Angostura trifoliata

Angostura trifoliata

Angostura (Angostura trifoliata (Willd.) TSElias) is an arboreal species belonging to the Rutaceae family.

Systematics –
From the systematic point of view it belongs to the Eukaryota Domain, Kingdom Plantae, Magnoliophyta Division, Magnoliopsida Class, Subclass Rosidae, Sapindales Order, Rutaceae Family and therefore to the Angostura Genus and to the A. trifoliata Species.
The terms are synonymous:
– Angostura cuspare Roem. & Schult .;
– Bonnetia trifoliata Walp .;
– Bonplandia angostura Rich .;
– Bonplandia angostura Spreng .;
– Bonplandia candolleana Spreng .;
– Bonplandia cuneifolia Spreng .;
– Bonplandia trifoliata Willd .;
– Cusparia angostura (Rich.) A. Lyons;
– Cusparia febrifuga Humb. ex DC .;
– Cusparia officinalis Engl .;
– Cusparia trifoliata (Willd.) Engl .;
– Galipea corymbosa Spreng .;
– Galipea cusparia A.St.-Hil. ex DC .;
– Galipea febrifuga Baill .;
– Galipea officinalis J. Hancock;
– Galipea trifogliata (Willd.) H. Karst .;
– Portenschlagia trifoliata Pohl ex Engl .;
– Sciuris officinalis Oken ..

Etymology –
Angostura da Angostura, old name of Ciudad Bolivar (Venezuela) derived from the homonymous tincture obtained from the bark of Angostura cuspara
The specific trifoliate epithet comes from the prefix tri-tre and fólium leaf: with leaves made up of three leaflets.

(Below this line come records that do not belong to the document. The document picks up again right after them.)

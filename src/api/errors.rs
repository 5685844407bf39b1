//! API Error Handling
//!
//! Structured error responses with proper HTTP status codes and request tracking.
//! Core errors keep their machine-checkable kind as the response code.

use crate::errors::{EconomicError, ProtocolError, SlotError};
use axum::{
    http::StatusCode,
    response::{IntoResponse, Response},
    Json,
};
use serde::{Deserialize, Serialize};
use std::fmt;

/// Top-level API error response with request tracking
#[derive(Debug, Clone, Serialize, Deserialize)]
pub struct ErrorResponse {
    pub request_id: String,
    pub error: ErrorBody,
}

/// Error body with structured information
#[derive(Debug, Clone, Serialize, Deserialize)]
pub struct ErrorBody {
    /// Error code (an error kind such as STALE_PRICE, or NOT_FOUND / BAD_REQUEST)
    pub code: String,
    /// Human-readable error message
    pub message: String,
}

/// API error with request tracking
#[derive(Debug)]
pub struct ApiError {
    pub status: StatusCode,
    pub code: String,
    pub message: String,
    pub request_id: String,
}

impl ApiError {
    pub fn not_found(request_id: String, message: String) -> Self {
        Self {
            status: StatusCode::NOT_FOUND,
            code: "NOT_FOUND".to_string(),
            message,
            request_id,
        }
    }

    pub fn bad_request(request_id: String, message: String) -> Self {
        Self {
            status: StatusCode::BAD_REQUEST,
            code: "BAD_REQUEST".to_string(),
            message,
            request_id,
        }
    }

    pub fn internal_error(request_id: String, message: String) -> Self {
        Self {
            status: StatusCode::INTERNAL_SERVER_ERROR,
            code: "INTERNAL_ERROR".to_string(),
            message,
            request_id,
        }
    }

    /// Map a core error to its HTTP status, keeping the error kind as code
    pub fn from_slot(request_id: String, err: SlotError) -> Self {
        let status = match err {
            SlotError::Input(_) => StatusCode::BAD_REQUEST,
            SlotError::Economic(EconomicError::Overflow(_)) => StatusCode::UNPROCESSABLE_ENTITY,
            SlotError::Economic(EconomicError::InsufficientPool { .. })
            | SlotError::Economic(EconomicError::InsufficientBankroll { .. }) => StatusCode::CONFLICT,
            SlotError::Economic(_) => StatusCode::UNPROCESSABLE_ENTITY,
            SlotError::Oracle(_) => StatusCode::SERVICE_UNAVAILABLE,
            SlotError::Protocol(ProtocolError::UnknownRequest(_)) => StatusCode::NOT_FOUND,
            SlotError::Protocol(ProtocolError::RandomnessUnavailable(_)) => StatusCode::SERVICE_UNAVAILABLE,
            SlotError::Protocol(_) => StatusCode::CONFLICT,
            SlotError::Storage(_) | SlotError::Table(_) | SlotError::Configuration(_) => {
                StatusCode::INTERNAL_SERVER_ERROR
            }
        };

        Self {
            status,
            code: err.kind().as_str().to_string(),
            message: err.to_string(),
            request_id,
        }
    }
}

impl fmt::Display for ApiError {
    fn fmt(&self, f: &mut fmt::Formatter<'_>) -> fmt::Result {
        write!(f, "[{}] {} ({}): {}", self.request_id, self.status, self.code, self.message)
    }
}

impl std::error::Error for ApiError {}

impl IntoResponse for ApiError {
    fn into_response(self) -> Response {
        if self.status.is_server_error() {
            tracing::error!(request_id = %self.request_id, code = %self.code, message = %self.message, "Request failed");
        }

        let body = Json(ErrorResponse {
            request_id: self.request_id,
            error: ErrorBody {
                code: self.code,
                message: self.message,
            },
        });

        (self.status, body).into_response()
    }
}

#[cfg(test)]
mod tests {
    use super::*;
    use crate::common::types::AssetId;
    use crate::errors::{InputError, OracleError};

    #[test]
    fn test_status_mapping() {
        let cases: Vec<(SlotError, StatusCode, &str)> = vec![
            (InputError::InvalidReelCount(9).into(), StatusCode::BAD_REQUEST, "INVALID_REEL_COUNT"),
            (
                EconomicError::CostAboveLimit { cost: 2, limit: 1 }.into(),
                StatusCode::UNPROCESSABLE_ENTITY,
                "COST_ABOVE_LIMIT",
            ),
            (
                OracleError::StalePrice { asset: AssetId::Base, age_secs: 2, max_secs: 1 }.into(),
                StatusCode::SERVICE_UNAVAILABLE,
                "STALE_PRICE",
            ),
            (ProtocolError::UnknownRequest(4).into(), StatusCode::NOT_FOUND, "UNKNOWN_REQUEST"),
            (ProtocolError::AlreadyFulfilled(4).into(), StatusCode::CONFLICT, "ALREADY_FULFILLED"),
            (
                InputError::InvalidRandomWord("odd length".to_string()).into(),
                StatusCode::BAD_REQUEST,
                "INVALID_RANDOM_WORD",
            ),
        ];

        for (err, status, code) in cases {
            let api = ApiError::from_slot("req-1".to_string(), err);
            assert_eq!(api.status, status);
            assert_eq!(api.code, code);
        }
    }
}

Geographic Distribution and Habitat –
Angostura is a plant native to South America, in an area between Brazil, Venezuela and Colombia.
Its typical habitat is that of the tropical forests in the Angostura area, crossed by the Orinoco River.

Description –
Angostura is an evergreen tree that grows from 18 to 24 meters.
The bark is greyish yellow; it is resinous and fragile.
The leaves are large, composed of three leaves with an ovoid lanceolate shape and an intense green color.
The flowers are carried in a terminal position in a sparse inflorescence; they have a pent-chamber conformation with purple-white petals.

Cultivation –
Angostura is a plant that grows mostly spontaneously, in the typical areas of the tropical forest where it is used, especially for the uses of the bark. However, it can be propagated by seed.

Customs and Traditions –
Angostura trifoliata is a medicinal plant native to South America.
The bark is a very popular treatment for fever in South America, where it is said to rival quinine in its effectiveness.
It was once used as the base of a well-known bitter tonic, Angustura bitter; today gentian root, bitter orange peel and other herbs and spices are used in its place.
Among the edible uses it should be remembered that an extract of the bark is used to flavor various foods including bitter tonics, baked goods, candies, ice cream, etc.
From a medicinal point of view, the resinous bark, fragile and acrid, is antidissenteric, bitter, digestive, febrifuge, stimulating and tonic.
In large doses it is emetic.
The plant has a high reputation as a febrifuge, rivaling, as mentioned, that of quinine (Cinchona spp.). It is considered an excellent treatment for intermittent fever and is widely used in the treatment of yellow fever.
However, some caution is advised, because the bark can be easily confused with the very poisonous bark of Strychnos nux-vomica.
The bark contains several active compounds including an essential oil and the alkaloids cusparin and galipin. These alkaloids have been shown to have antispasmodic activity.
The bark is bruised and used to poison the fish.

Preparation Method –
In food, Angostura is used in alcoholic beverages. However, today, as mentioned, Angostura bitters “which is sometimes used in mixing alcoholic beverages, no longer contains Angostura.
Angostura extract is likely safe for most adults when used in amounts commonly found in foods or drinks. There is not enough information to know if Angostura is safe in medicinal amounts, which are typically greater than the amounts found in foods or drinks. Large doses of Angostura could cause nausea and vomiting.
The appropriate dose of Angostura depends on several factors such as the user’s age, health, and several other conditions.

Guido Bissanti

Sources
– Acta Plantarum – Flora of the Italian Regions.
– Wikipedia, the free encyclopedia.
– Useful Tropical Plants Database.
– Conti F., Abbate G., Alessandrini A., Blasi C. (edited by), 2005. An annotated checklist of the Italian vascular flora, Palombi Editore.
– Pignatti S., 1982. Flora of Italy, Edagricole, Bologna.
– Treben M., 2000. Health from the Lord’s Pharmacy, Advice and experiences with medicinal herbs, Ennsthaler Editore.

Warning: Pharmaceutical applications and alimurgical uses are indicated for informational purposes only, they do not represent in any way a medical prescription; therefore no responsibility is taken for their use for curative, aesthetic or food purposes.